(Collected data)

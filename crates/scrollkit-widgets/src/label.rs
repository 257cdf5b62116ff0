//! Single-line text label.

use scrollkit_core::{
    widget::{AccessibleRole, LayoutResult},
    Canvas, Color, Constraints, Event, FontKind, Message, Rect, Size, TextAlign, TextStyle, TypeId,
    Widget,
};
use serde::{Deserialize, Serialize};

/// Text drawn inside a fixed rectangle.
#[derive(Debug, Clone, Serialize, Deserialize)]
pub struct Label {
    /// Text content
    text: String,
    /// Font
    font: FontKind,
    /// Alignment within the bounds
    align: TextAlign,
    /// Text color
    color: Color,
    /// Cached bounds
    bounds: Rect,
    #[serde(skip)]
    redraw: bool,
}

impl Label {
    /// Create a label occupying `bounds`.
    ///
    /// A zero height is replaced by the font's line height, so callers can
    /// pass only the width they want the text clipped to.
    #[must_use]
    pub fn new(bounds: Rect, font: FontKind, text: impl Into<String>) -> Self {
        let height = if bounds.height > 0.0 {
            bounds.height
        } else {
            font.line_height()
        };
        Self {
            text: text.into(),
            font,
            align: TextAlign::TopLeft,
            color: Color::WHITE,
            bounds: bounds.with_size(Size::new(bounds.width.max(0.0), height)),
            redraw: false,
        }
    }

    /// Set text color.
    #[must_use]
    pub const fn color(mut self, color: Color) -> Self {
        self.color = color;
        self
    }

    /// Get the text content.
    #[must_use]
    pub fn text(&self) -> &str {
        &self.text
    }

    /// Get the font.
    #[must_use]
    pub const fn font(&self) -> FontKind {
        self.font
    }

    /// Replace the text content.
    pub fn set_text(&mut self, text: impl Into<String>) {
        let text = text.into();
        if text != self.text {
            self.text = text;
            self.redraw = true;
        }
    }

    fn style(&self) -> TextStyle {
        TextStyle {
            font: self.font,
            color: self.color,
            align: self.align,
        }
    }
}

impl Widget for Label {
    fn type_id(&self) -> TypeId {
        TypeId::of::<Self>()
    }

    fn measure(&self, constraints: Constraints) -> Size {
        let width = self.text.chars().count() as f32 * self.font.glyph_width();
        constraints.constrain(Size::new(width, self.font.line_height()))
    }

    fn layout(&mut self, bounds: Rect) -> LayoutResult {
        self.bounds = bounds;
        LayoutResult {
            size: bounds.size(),
        }
    }

    fn paint(&self, canvas: &mut dyn Canvas) {
        if self.text.is_empty() {
            return;
        }
        canvas.draw_text(&self.text, self.bounds, &self.style());
    }

    fn event(&mut self, _event: &Event) -> Option<Message> {
        None
    }

    fn children(&self) -> &[Box<dyn Widget>] {
        &[]
    }

    fn children_mut(&mut self) -> &mut [Box<dyn Widget>] {
        &mut []
    }

    fn bounds(&self) -> Rect {
        self.bounds
    }

    fn needs_redraw(&self) -> bool {
        self.redraw
    }

    fn clear_redraw(&mut self) {
        self.redraw = false;
    }

    fn accessible_name(&self) -> Option<&str> {
        Some(self.text.as_str())
    }

    fn accessible_role(&self) -> AccessibleRole {
        AccessibleRole::Text
    }
}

**EXERCISE:** Stopping at the line containing "Replace the text content.", please repeat exactly every line from the very start of the entries, that line included, and nothing more.

**FINISHED EXERCISE:**
filename crates/scrollkit-widgets/src/label.rs
repository 257cdf5b62116ff0
//! Single-line text label.

use scrollkit_core::{
    widget::{AccessibleRole, LayoutResult},
    Canvas, Color, Constraints, Event, FontKind, Message, Rect, Size, TextAlign, TextStyle, TypeId,
    Widget,
};
use serde::{Deserialize, Serialize};

/// Text drawn inside a fixed rectangle.
#[derive(Debug, Clone, Serialize, Deserialize)]
pub struct Label {
    /// Text content
    text: String,
    /// Font
    font: FontKind,
    /// Alignment within the bounds
    align: TextAlign,
    /// Text color
    color: Color,
    /// Cached bounds
    bounds: Rect,
    #[serde(skip)]
    redraw: bool,
}

impl Label {
    /// Create a label occupying `bounds`.
    ///
    /// A zero height is replaced by the font's line height, so callers can
    /// pass only the width they want the text clipped to.
    #[must_use]
    pub fn new(bounds: Rect, font: FontKind, text: impl Into<String>) -> Self {
        let height = if bounds.height > 0.0 {
            bounds.height
        } else {
            font.line_height()
        };
        Self {
            text: text.into(),
            font,
            align: TextAlign::TopLeft,
            color: Color::WHITE,
            bounds: bounds.with_size(Size::new(bounds.width.max(0.0), height)),
            redraw: false,
        }
    }

    /// Set text color.
    #[must_use]
    pub const fn color(mut self, color: Color) -> Self {
        self.color = color;
        self
    }

    /// Get the text content.
    #[must_use]
    pub fn text(&self) -> &str {
        &self.text
    }

    /// Get the font.
    #[must_use]
    pub const fn font(&self) -> FontKind {
        self.font
    }

    /// Replace the text content.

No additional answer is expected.